> **Assignment**: Down to the last line, repeat the entries exactly.

> **Records supplied**:
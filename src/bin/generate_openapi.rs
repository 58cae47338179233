//! Writes the OpenAPI document served at `/api-schema/`.
//!
//! Usage:
//!   cargo run --bin generate_openapi > openapi.json
//!   cargo run --bin generate_openapi -- --output openapi.json

use std::{
    env, fs,
    io::{self, Write},
    path::PathBuf,
};

use anyhow::{Context, Result};
use hydroponics_service::api::handlers::ApiDoc;
use utoipa::OpenApi;

fn main() -> Result<()> {
    let json = ApiDoc::openapi()
        .to_pretty_json()
        .context("failed to serialise OpenAPI document")?;

    let args: Vec<String> = env::args().collect();
    let output_path: Option<PathBuf> = args
        .windows(2)
        .find(|w| w[0] == "--output")
        .map(|w| PathBuf::from(&w[1]));

    match output_path {
        Some(path) => {
            fs::write(&path, &json)
                .with_context(|| format!("error writing to {}", path.display()))?;
            eprintln!("OpenAPI document written to {}", path.display());
        }
        None => io::stdout()
            .write_all(json.as_bytes())
            .context("failed to write to stdout")?,
    }

    Ok(())
}
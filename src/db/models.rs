use chrono::{DateTime, Utc};
use serde::{Deserialize, Serialize};
use sqlx::FromRow;

use crate::filter::{FieldValue, Fields};

/// Default display name for a newly created system.
pub const DEFAULT_SYSTEM_NAME: &str = "Hydroponics";

/// Longest accepted system name, in characters.
pub const SYSTEM_NAME_MAX_LEN: usize = 512;

/// Longest accepted username, in characters.
pub const USERNAME_MAX_LEN: usize = 150;

// ---------------------------------------------------------------------------
// Rows
// ---------------------------------------------------------------------------

/// Public view of an account. The password hash never leaves the store.
#[derive(Debug, Clone, PartialEq, FromRow, Serialize, Deserialize)]
pub struct User {
    pub id: i64,
    pub username: String,
    pub date_joined: DateTime<Utc>,
}

#[derive(Debug, Clone, PartialEq, FromRow, Serialize, Deserialize)]
pub struct Hydroponics {
    pub id: i64,
    pub created: DateTime<Utc>,
    pub name: String,
    pub owner_id: i64,
    /// Joined from `users`.
    pub owner_username: String,
}

#[derive(Debug, Clone, PartialEq, FromRow, Serialize, Deserialize)]
pub struct SensorReading {
    pub id: i64,
    pub created: DateTime<Utc>,
    pub hydroponics_id: i64,
    /// Owner of the parent system, joined from `hydroponics`.
    pub owner_id: i64,
    /// Name of the parent system, joined from `hydroponics`.
    pub hydroponics_name: String,
    pub ph: Option<f64>,
    /// Degrees Celsius
    pub temperature: Option<f64>,
    /// Total dissolved solids, ppm
    pub tds: Option<f64>,
}

// ---------------------------------------------------------------------------
// Writes
// ---------------------------------------------------------------------------

#[derive(Debug, Clone)]
pub struct NewUser {
    pub username: String,
    pub password_hash: String,
}

#[derive(Debug, Clone, Default)]
pub struct UserChanges {
    pub username: Option<String>,
}

#[derive(Debug, Clone)]
pub struct NewHydroponics {
    pub owner_id: i64,
    pub name: String,
}

#[derive(Debug, Clone, Default)]
pub struct HydroponicsChanges {
    pub name: Option<String>,
}

#[derive(Debug, Clone, Default)]
pub struct NewSensorReading {
    pub hydroponics_id: i64,
    pub ph: Option<f64>,
    pub temperature: Option<f64>,
    pub tds: Option<f64>,
}

/// Outer `None` leaves a measurement untouched, `Some(None)` clears it.
#[derive(Debug, Clone, Default)]
pub struct SensorReadingChanges {
    pub ph: Option<Option<f64>>,
    pub temperature: Option<Option<f64>>,
    pub tds: Option<Option<f64>>,
}

// ---------------------------------------------------------------------------
// Filterable fields
// ---------------------------------------------------------------------------

impl Fields for User {
    fn field(&self, name: &str) -> Option<FieldValue> {
        match name {
            "id" => Some(FieldValue::Integer(self.id)),
            "username" => Some(FieldValue::Text(self.username.clone())),
            "date_joined" => Some(FieldValue::Timestamp(self.date_joined)),
            _ => None,
        }
    }
}

impl Fields for Hydroponics {
    fn field(&self, name: &str) -> Option<FieldValue> {
        match name {
            "id" => Some(FieldValue::Integer(self.id)),
            "created" => Some(FieldValue::Timestamp(self.created)),
            "name" => Some(FieldValue::Text(self.name.clone())),
            "owner" => Some(FieldValue::Integer(self.owner_id)),
            "owner__username" => Some(FieldValue::Text(self.owner_username.clone())),
            _ => None,
        }
    }
}

impl Fields for SensorReading {
    fn field(&self, name: &str) -> Option<FieldValue> {
        match name {
            "id" => Some(FieldValue::Integer(self.id)),
            "created" => Some(FieldValue::Timestamp(self.created)),
            "hydroponics" => Some(FieldValue::Integer(self.hydroponics_id)),
            "hydroponics__name" => Some(FieldValue::Text(self.hydroponics_name.clone())),
            "ph" => self.ph.map(FieldValue::Float),
            "temperature" => self.temperature.map(FieldValue::Float),
            "tds" => self.tds.map(FieldValue::Float),
            _ => None,
        }
    }
}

> **Final answer**:
filename src/bin/generate_openapi.rs
repository 58cae47338179233
//! Writes the OpenAPI document served at `/api-schema/`.
//!
//! Usage:
//!   cargo run --bin generate_openapi > openapi.json
//!   cargo run --bin generate_openapi -- --output openapi.json

use std::{
    env, fs,
    io::{self, Write},
    path::PathBuf,
};

use anyhow::{Context, Result};
use hydroponics_service::api::handlers::ApiDoc;
use utoipa::OpenApi;

fn main() -> Result<()> {
    let json = ApiDoc::openapi()
        .to_pretty_json()
        .context("failed to serialise OpenAPI document")?;

    let args: Vec<String> = env::args().collect();
    let output_path: Option<PathBuf> = args
        .windows(2)
        .find(|w| w[0] == "--output")
        .map(|w| PathBuf::from(&w[1]));

    match output_path {
        Some(path) => {
            fs::write(&path, &json)
                .with_context(|| format!("error writing to {}", path.display()))?;
            eprintln!("OpenAPI document written to {}", path.display());
        }
        None => io::stdout()
            .write_all(json.as_bytes())
            .context("failed to write to stdout")?,
    }

    Ok(())
}
filename src/db/models.rs
use chrono::{DateTime, Utc};
use serde::{Deserialize, Serialize};
use sqlx::FromRow;

use crate::filter::{FieldValue, Fields};

/// Default display name for a newly created system.
pub const DEFAULT_SYSTEM_NAME: &str = "Hydroponics";

/// Longest accepted system name, in characters.
pub const SYSTEM_NAME_MAX_LEN: usize = 512;

/// Longest accepted username, in characters.
pub const USERNAME_MAX_LEN: usize = 150;

// ---------------------------------------------------------------------------
// Rows
// ---------------------------------------------------------------------------

/// Public view of an account. The password hash never leaves the store.
#[derive(Debug, Clone, PartialEq, FromRow, Serialize, Deserialize)]
pub struct User {
    pub id: i64,
    pub username: String,
    pub date_joined: DateTime<Utc>,
}

#[derive(Debug, Clone, PartialEq, FromRow, Serialize, Deserialize)]
pub struct Hydroponics {
    pub id: i64,
    pub created: DateTime<Utc>,
    pub name: String,
    pub owner_id: i64,
    /// Joined from `users`.
    pub owner_username: String,
}

#[derive(Debug, Clone, PartialEq, FromRow, Serialize, Deserialize)]
pub struct SensorReading {
    pub id: i64,
    pub created: DateTime<Utc>,
    pub hydroponics_id: i64,
    /// Owner of the parent system, joined from `hydroponics`.
    pub owner_id: i64,
    /// Name of the parent system, joined from `hydroponics`.
    pub hydroponics_name: String,
    pub ph: Option<f64>,
    /// Degrees Celsius
    pub temperature: Option<f64>,
    /// Total dissolved solids, ppm
    pub tds: Option<f64>,
}

// ---------------------------------------------------------------------------
// Writes
// ---------------------------------------------------------------------------

#[derive(Debug, Clone)]
pub struct NewUser {
    pub username: String,
    pub password_hash: String,
}

#[derive(Debug, Clone, Default)]
pub struct UserChanges {
    pub username: Option<String>,
}

#[derive(Debug, Clone)]
pub struct NewHydroponics {
    pub owner_id: i64,
    pub name: String,
}

#[derive(Debug, Clone, Default)]
pub struct HydroponicsChanges {
    pub name: Option<String>,
}

#[derive(Debug, Clone, Default)]
pub struct NewSensorReading {
    pub hydroponics_id: i64,
    pub ph: Option<f64>,
    pub temperature: Option<f64>,
    pub tds: Option<f64>,
}

/// Outer `None` leaves a measurement untouched, `Some(None)` clears it.
#[derive(Debug, Clone, Default)]
pub struct SensorReadingChanges {
    pub ph: Option<Option<f64>>,
    pub temperature: Option<Option<f64>>,
    pub tds: Option<Option<f64>>,
}

// ---------------------------------------------------------------------------
// Filterable fields
// ---------------------------------------------------------------------------

impl Fields for User {
    fn field(&self, name: &str) -> Option<FieldValue> {
        match name {
            "id" => Some(FieldValue::Integer(self.id)),
            "username" => Some(FieldValue::Text(self.username.clone())),
            "date_joined" => Some(FieldValue::Timestamp(self.date_joined)),
            _ => None,
        }
    }
}

impl Fields for Hydroponics {
    fn field(&self, name: &str) -> Option<FieldValue> {
        match name {
            "id" => Some(FieldValue::Integer(self.id)),
            "created" => Some(FieldValue::Timestamp(self.created)),
            "name" => Some(FieldValue::Text(self.name.clone())),
            "owner" => Some(FieldValue::Integer(self.owner_id)),
            "owner__username" => Some(FieldValue::Text(self.owner_username.clone())),
            _ => None,
        }
    }
}

impl Fields for SensorReading {
    fn field(&self, name: &str) -> Option<FieldValue> {
        match name {
            "id" => Some(FieldValue::Integer(self.id)),
            "created" => Some(FieldValue::Timestamp(self.created)),
            "hydroponics" => Some(FieldValue::Integer(self.hydroponics_id)),
            "hydroponics__name" => Some(FieldValue::Text(self.hydroponics_name.clone())),
            "ph" => self.ph.map(FieldValue::Float),
            "temperature" => self.temperature.map(FieldValue::Float),
            "tds" => self.tds.map(FieldValue::Float),
            _ => None,
        }
    }
}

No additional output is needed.